Pratiquement, Bérulle propose surtout une spiritualité de relation et d’ouverture à Dieu par l’humanité de Jésus-Christ. C’est une voie pleine d’amour, de confiance et de simplicité. Il suffit de vivre en présence de Dieu et d’adorer sa grandeur, sa puissance et son amour, de s’offrir à Jésus et de rendre grâce constamment à cause du mystère de l’Incarnation qui renferme tous les mystères que Dieu veut bien nous révéler.

En un mot, en suivant l’Évangile qui nous fait vivre avec Jésus vivant et agissant au milieu des hommes, nous rencontrons QUELQU’UN, une personne qui s’intéresse à nous, qui nous parle et nous entend. Nous rencontrons Dieu vivant qui nous parle et qui nous aime. Mais pour cela il faut laisser la grâce agir en nous, et nous laisser dépouiller par elle, nous reconnaissant créature, et créature faillible. Nous abandonnant totalement à la volonté de Dieu, adhérant à Jésus-Christ, nous connaîtrons la paix et l’amour véritable, l’amour du Père qui nous a donné son Fils.

2-1-L’homme par rapport à Dieu

Il faut toujours se souvenir que, “comme Dieu est le premier principe, il est aussi la fin dernière de toutes choses... Dieu est la fin dernière des mauvais aussi bien que des bons: des uns par élection de volonté, des autres par nécessité, et les damnés aussi bien que les saints n’auront que Dieu pour objet éternellement, objet aux uns de haine par leur malignité, d’amour aux autres par leur bonne volonté; mais objet unique et éternel des uns et des autres...”

2-1-1-Le projet de Dieu

Tout d’abord, Bérulle estime “que Dieu qui voit les choses futures dans les présentes, voyait en cet œuvre (mot masculin chez Bérulle) de la Création celui de l’Incarnation, et se plaisait à penser au second Adam en formant le premier... Aussi y a-t-il un grand rapport entre l’œuvre de la création de l’homme et celui de l’Incarnation du Verbe.” Bérulle peut alors se permettre d’avancer : “L’homme qui est à l’image de Dieu, par lequel il est fait, est encore l’image de l’Homme-Dieu par lequel il est refait, et que Dieu, faisant l’homme, faisait comme un prélude du mystère de l’Incarnation.”
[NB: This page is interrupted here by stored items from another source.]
use clap::Parser;
use prefixtidy::cli::{CliArgs, run_cli};
use prefixtidy::output::OutputFormatter;

fn main() {
    println!("Welcome to prefixtidy - group files by shared name prefix!");

    let args = CliArgs::parse();

    if let Err(e) = run_cli(args) {
        OutputFormatter::error(&format!("Error: {}", e));
        std::process::exit(1);
    }
}
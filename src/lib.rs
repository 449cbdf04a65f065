//! prefixtidy - group files sharing a name prefix into sub-folders
//!
//! This library discovers groups of files whose names start the same way,
//! normalizes group names into folder-friendly form, and copies (optionally
//! moving) each group into its own folder, with dry-run support and a
//! best-effort run log.

pub mod cli;
pub mod config;
pub mod file_organizer;
pub mod grouping;
pub mod logger;
pub mod normalize;
pub mod organize;
pub mod output;
pub mod prefix;

pub use config::{CompiledFilters, Config, ConfigError, FilterRules};
pub use file_organizer::{ActionKind, FileAction, FileOrganizer, OrganizeError, OrganizeResult};
pub use grouping::{FileGroup, group_files_by_prefix};
pub use logger::FileLogger;
pub use normalize::normalize_group_name;
pub use organize::{OrganizeOptions, OrganizeReport, organize};
pub use prefix::common_prefix;

pub use cli::{CliArgs, run_cli};
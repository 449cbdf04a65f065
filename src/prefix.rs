//! Longest-common-prefix matching between file base names.

/// Characters stripped from the end of a shared prefix.
const BOUNDARY_CHARS: &[char] = &['-', '_', ' ', '.', '(', ')'];

/// Returns the longest prefix shared by `a` and `b`, with trailing boundary
/// punctuation removed.
///
/// Comparison is ordinal and case-sensitive. An empty string means the two
/// inputs have no meaningful prefix in common.
///
/// # Examples
///
/// ```
/// use prefixtidy::prefix::common_prefix;
///
/// assert_eq!(common_prefix("data1", "data2"), "data");
/// assert_eq!(common_prefix("video-ep01", "video-ep02"), "video-ep0");
/// assert_eq!(common_prefix("show - A", "show - B"), "show");
/// assert_eq!(common_prefix("alpha", "beta"), "");
/// ```
pub fn common_prefix(a: &str, b: &str) -> String {
    let shared_len: usize = a
        .chars()
        .zip(b.chars())
        .take_while(|(ca, cb)| ca == cb)
        .map(|(ca, _)| ca.len_utf8())
        .sum();

    a[..shared_len].trim_end_matches(BOUNDARY_CHARS).to_string()
}
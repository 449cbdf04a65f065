//! Organization runs: scan, filter, group, then copy (or simulate copying)
//! every group into its own folder.
//!
//! A run is a single forward pass. The only fatal error is an unreadable
//! source directory, detected before anything is touched. Every later failure
//! is tied to one file, recorded in the [`OrganizeReport`], logged, and the
//! run moves on to the next file.

use crate::config::CompiledFilters;
use crate::file_organizer::{ActionKind, FileAction, FileOrganizer, OrganizeError, OrganizeResult};
use crate::grouping::{FileGroup, group_files_by_prefix};
use crate::logger::FileLogger;
use crate::normalize::normalize_group_name;
use crate::output::OutputFormatter;
use indicatif::ProgressBar;
use std::path::{Component, Path, PathBuf};

/// Options for a single organization run.
#[derive(Debug, Clone, PartialEq, Eq)]
pub struct OrganizeOptions {
    /// Directory whose files are organized.
    pub source: PathBuf,
    /// Where group folders are created. Defaults to `source`.
    pub destination: Option<PathBuf>,
    /// Only files with this extension take part.
    pub extension: Option<String>,
    /// Remove each original after it was copied successfully.
    pub delete_originals: bool,
    /// Normalize group keys before using them as folder names.
    pub normalize_names: bool,
    /// Report actions without touching the filesystem.
    pub dry_run: bool,
}

impl OrganizeOptions {
    /// Options that copy every file of `source` into folders inside `source`.
    pub fn new(source: impl Into<PathBuf>) -> Self {
        Self {
            source: source.into(),
            destination: None,
            extension: None,
            delete_originals: false,
            normalize_names: false,
            dry_run: false,
        }
    }

    /// The directory group folders are created in.
    pub fn target_root(&self) -> &Path {
        self.destination.as_deref().unwrap_or(&self.source)
    }

    /// The extension filter without a leading dot, or `None` when blank.
    pub fn extension_filter(&self) -> Option<&str> {
        self.extension
            .as_deref()
            .map(|ext| ext.trim().trim_start_matches('.'))
            .filter(|ext| !ext.is_empty())
    }

    /// Returns true if `path` passes the extension filter.
    pub fn matches_extension(&self, path: &Path) -> bool {
        match self.extension_filter() {
            None => true,
            Some(wanted) => path
                .extension()
                .is_some_and(|ext| ext.to_string_lossy().to_lowercase() == wanted.to_lowercase()),
        }
    }
}

/// A file that could not be copied or deleted.
#[derive(Debug, Clone, PartialEq, Eq)]
pub struct FileFailure {
    /// The original file.
    pub path: PathBuf,
    /// The action that failed.
    pub action: ActionKind,
    /// Underlying error text.
    pub reason: String,
}

/// Outcome of one group.
#[derive(Debug, Clone, PartialEq, Eq)]
pub struct GroupSummary {
    /// The discovered common prefix.
    pub key: String,
    /// The folder name actually used, normalized if requested.
    pub folder_name: String,
    /// Full path of the group folder.
    pub target_dir: PathBuf,
    /// Number of files in the group.
    pub members: usize,
    /// Number of files copied (or that would be copied).
    pub processed: usize,
}

/// Everything a caller needs to report on a run.
#[derive(Debug, Clone, Default, PartialEq, Eq)]
pub struct OrganizeReport {
    /// True when nothing was actually changed.
    pub dry_run: bool,
    /// Files copied successfully (or that would be copied in a dry run).
    pub files_processed: usize,
    /// Per-group outcomes in discovery order.
    pub groups: Vec<GroupSummary>,
    /// Every copy and delete, performed or simulated, in execution order.
    pub actions: Vec<FileAction>,
    /// Per-file failures.
    pub failures: Vec<FileFailure>,
}

impl OrganizeReport {
    /// Number of groups discovered.
    pub fn group_count(&self) -> usize {
        self.groups.len()
    }

    /// Number of originals deleted (or that would be deleted).
    pub fn files_deleted(&self) -> usize {
        self.actions
            .iter()
            .filter(|action| action.kind == ActionKind::Delete)
            .count()
    }

    /// Returns true if no file failed.
    pub fn is_complete_success(&self) -> bool {
        self.failures.is_empty()
    }
}

/// Lists the source directory and keeps the files passing both the configured
/// filter rules and the extension filter.
///
/// # Errors
///
/// Returns `OrganizeError::InvalidBasePath` if the source directory cannot be read.
pub fn collect_files(
    options: &OrganizeOptions,
    filters: &CompiledFilters,
) -> OrganizeResult<Vec<PathBuf>> {
    let files = FileOrganizer::list_files(&options.source)?;
    Ok(files
        .into_iter()
        .filter(|path| filters.should_include(path) && options.matches_extension(path))
        .collect())
}

/// Organizes the files of `options.source` into prefix groups.
///
/// Group folders are created under the destination (or the source when no
/// destination is set). Files are copied, never moved; with
/// `delete_originals` each original is removed right after its own copy
/// succeeded. In dry-run mode nothing is created, copied or deleted, but every
/// intended action is still reported.
///
/// # Errors
///
/// Returns `OrganizeError::InvalidBasePath` if the source directory does not
/// exist or cannot be listed. Per-file failures are not errors; they are
/// collected in [`OrganizeReport::failures`].
///
/// # Examples
///
/// ```no_run
/// use prefixtidy::config::CompiledFilters;
/// use prefixtidy::logger::FileLogger;
/// use prefixtidy::organize::{OrganizeOptions, organize};
///
/// let mut options = OrganizeOptions::new("/path/to/downloads");
/// options.dry_run = true;
///
/// let report = organize(&options, &CompiledFilters::default(), &mut FileLogger::disabled())
///     .expect("source directory should exist");
/// println!("{} files in {} groups", report.files_processed, report.group_count());
/// ```
pub fn organize(
    options: &OrganizeOptions,
    filters: &CompiledFilters,
    logger: &mut FileLogger,
) -> OrganizeResult<OrganizeReport> {
    logger.log(
        &format!(
            "START source=\"{}\" destination={:?} extension={:?} delete={} normalize={} dry_run={}",
            options.source.display(),
            options.destination,
            options.extension_filter(),
            options.delete_originals,
            options.normalize_names,
            options.dry_run
        ),
        false,
    );

    let files =
        collect_files(options, filters).inspect_err(|e| logger.log(&e.to_string(), false))?;
    let groups = group_files_by_prefix(&files);

    let mut report = OrganizeReport {
        dry_run: options.dry_run,
        ..Default::default()
    };

    let progress = OutputFormatter::create_progress_bar(files.len() as u64);
    for group in &groups {
        let summary = process_group(group, options, logger, &progress, &mut report);
        report.groups.push(summary);
    }
    progress.finish_and_clear();

    logger.log(
        &format!(
            "DONE {} file(s) processed in {} group(s), {} failure(s){}",
            report.files_processed,
            report.group_count(),
            report.failures.len(),
            if options.dry_run { " [dry run]" } else { "" }
        ),
        false,
    );

    Ok(report)
}

/// Picks the folder name for a group key.
///
/// Falls back to the raw key when normalization leaves nothing usable.
fn folder_name_for(
    key: &str,
    options: &OrganizeOptions,
    logger: &mut FileLogger,
    progress: &ProgressBar,
) -> String {
    if !options.normalize_names {
        return key.to_string();
    }

    let normalized = normalize_group_name(key);
    if normalized.is_empty() {
        progress.suspend(|| {
            logger.log(
                &format!("Group name \"{}\" normalizes to nothing, keeping it as is", key),
                true,
            )
        });
        key.to_string()
    } else {
        normalized
    }
}

/// Returns true if `name` is exactly one ordinary path component, so joining it
/// stays inside the target directory. Rules out `.`, `..` and empty names.
fn is_usable_folder_name(name: &str) -> bool {
    let mut components = Path::new(name).components();
    matches!(
        (components.next(), components.next()),
        (Some(Component::Normal(_)), None)
    )
}

fn record_failure(
    report: &mut OrganizeReport,
    logger: &mut FileLogger,
    progress: &ProgressBar,
    path: &Path,
    action: ActionKind,
    error: &OrganizeError,
) {
    let reason = error.to_string();
    progress.suspend(|| OutputFormatter::error(&format!("  {}", reason)));
    logger.log(&format!("FAILED {} \"{}\": {}", action, path.display(), reason), false);
    report.failures.push(FileFailure {
        path: path.to_path_buf(),
        action,
        reason,
    });
}

fn display_name(path: &Path) -> String {
    path.file_name()
        .map(|name| name.to_string_lossy().to_string())
        .unwrap_or_else(|| path.display().to_string())
}

fn process_group(
    group: &FileGroup,
    options: &OrganizeOptions,
    logger: &mut FileLogger,
    progress: &ProgressBar,
    report: &mut OrganizeReport,
) -> GroupSummary {
    let folder_name = folder_name_for(&group.key, options, logger, progress);
    let target_dir = options.target_root().join(&folder_name);
    let mut summary = GroupSummary {
        key: group.key.clone(),
        folder_name,
        target_dir,
        members: group.len(),
        processed: 0,
    };

    progress.suspend(|| {
        OutputFormatter::header(&format!(
            "{}/ ({} {})",
            summary.folder_name,
            group.len(),
            if group.len() == 1 { "file" } else { "files" }
        ))
    });

    if !is_usable_folder_name(&summary.folder_name) {
        let error = OrganizeError::UnusableGroupName {
            name: summary.folder_name.clone(),
        };
        for file in &group.members {
            record_failure(report, logger, progress, file, ActionKind::Copy, &error);
            progress.inc(1);
        }
        return summary;
    }

    if options.dry_run {
        for file in &group.members {
            simulate_file(file, &summary.target_dir, options, progress, report);
            summary.processed += 1;
            progress.inc(1);
        }
        return summary;
    }

    if let Err(e) = FileOrganizer::ensure_group_dir(&summary.target_dir) {
        for file in &group.members {
            record_failure(report, logger, progress, file, ActionKind::Copy, &e);
            progress.inc(1);
        }
        return summary;
    }

    for file in &group.members {
        if process_file(file, &summary.target_dir, options, logger, progress, report) {
            summary.processed += 1;
        }
        progress.inc(1);
    }

    summary
}

fn simulate_file(
    file: &Path,
    target_dir: &Path,
    options: &OrganizeOptions,
    progress: &ProgressBar,
    report: &mut OrganizeReport,
) {
    let name = display_name(file);
    let destination = target_dir.join(&name);

    progress.suspend(|| {
        OutputFormatter::dry_run_notice(&format!(
            "  → Would copy {} to {}",
            name,
            target_dir.display()
        ))
    });
    report.actions.push(FileAction {
        kind: ActionKind::Copy,
        source: file.to_path_buf(),
        destination: destination.clone(),
        performed: false,
    });
    report.files_processed += 1;

    if options.delete_originals {
        progress.suspend(|| OutputFormatter::dry_run_notice(&format!("  → Would delete {}", name)));
        report.actions.push(FileAction {
            kind: ActionKind::Delete,
            source: file.to_path_buf(),
            destination,
            performed: false,
        });
    }
}

/// Copies one file and, if requested, deletes its original.
///
/// Returns true if the copy succeeded.
fn process_file(
    file: &Path,
    target_dir: &Path,
    options: &OrganizeOptions,
    logger: &mut FileLogger,
    progress: &ProgressBar,
    report: &mut OrganizeReport,
) -> bool {
    let name = display_name(file);

    let copied = match FileOrganizer::copy_to_group(file, target_dir) {
        Ok(action) => action,
        Err(e) => {
            record_failure(report, logger, progress, file, ActionKind::Copy, &e);
            return false;
        }
    };
    progress.suspend(|| {
        OutputFormatter::success(&format!("  Copied {} to {}", name, target_dir.display()))
    });
    let copied_to = copied.destination.clone();
    report.actions.push(copied);
    report.files_processed += 1;

    if options.delete_originals {
        match FileOrganizer::remove_original(file, &copied_to) {
            Ok(action) => {
                progress.suspend(|| OutputFormatter::success(&format!("  Deleted original {}", name)));
                report.actions.push(action);
            }
            Err(e) => record_failure(report, logger, progress, file, ActionKind::Delete, &e),
        }
    }

    true
}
Et c’est pourquoi, en faisant l’homme, Dieu “s’applique”, bien davantage qu’en faisant les univers. “Il prend entre ses mains une pièce de terre, dont il le veut former; il la forme par soi-même et non par ses anges. Il y inspire l’esprit de vie et y marque et imprime son image très parfaite.” (GR)

Malgré cela, l’homme est encore en devenir; l’homme ne peut s’accomplir pleinement que par la grâce de Dieu : “La nature de l’homme n’a pas été créée pour demeurer dans les termes de la nature; elle a été faite pour la grâce et destinée à un état élevé par-dessus sa puissance, et est en capacité d’être actuée de sa nouvelle puissance (de devenir réelle et capable d’agir, d’évoluer) à laquelle elle aspire comme à une chose qui lui est défectueuse (qui lui manque). Or cet être de puissance c’est Jésus; car la grâce n’est qu’une émanation de lui... Nous sommes en capacité (en besoin) et capacité pure de lui...”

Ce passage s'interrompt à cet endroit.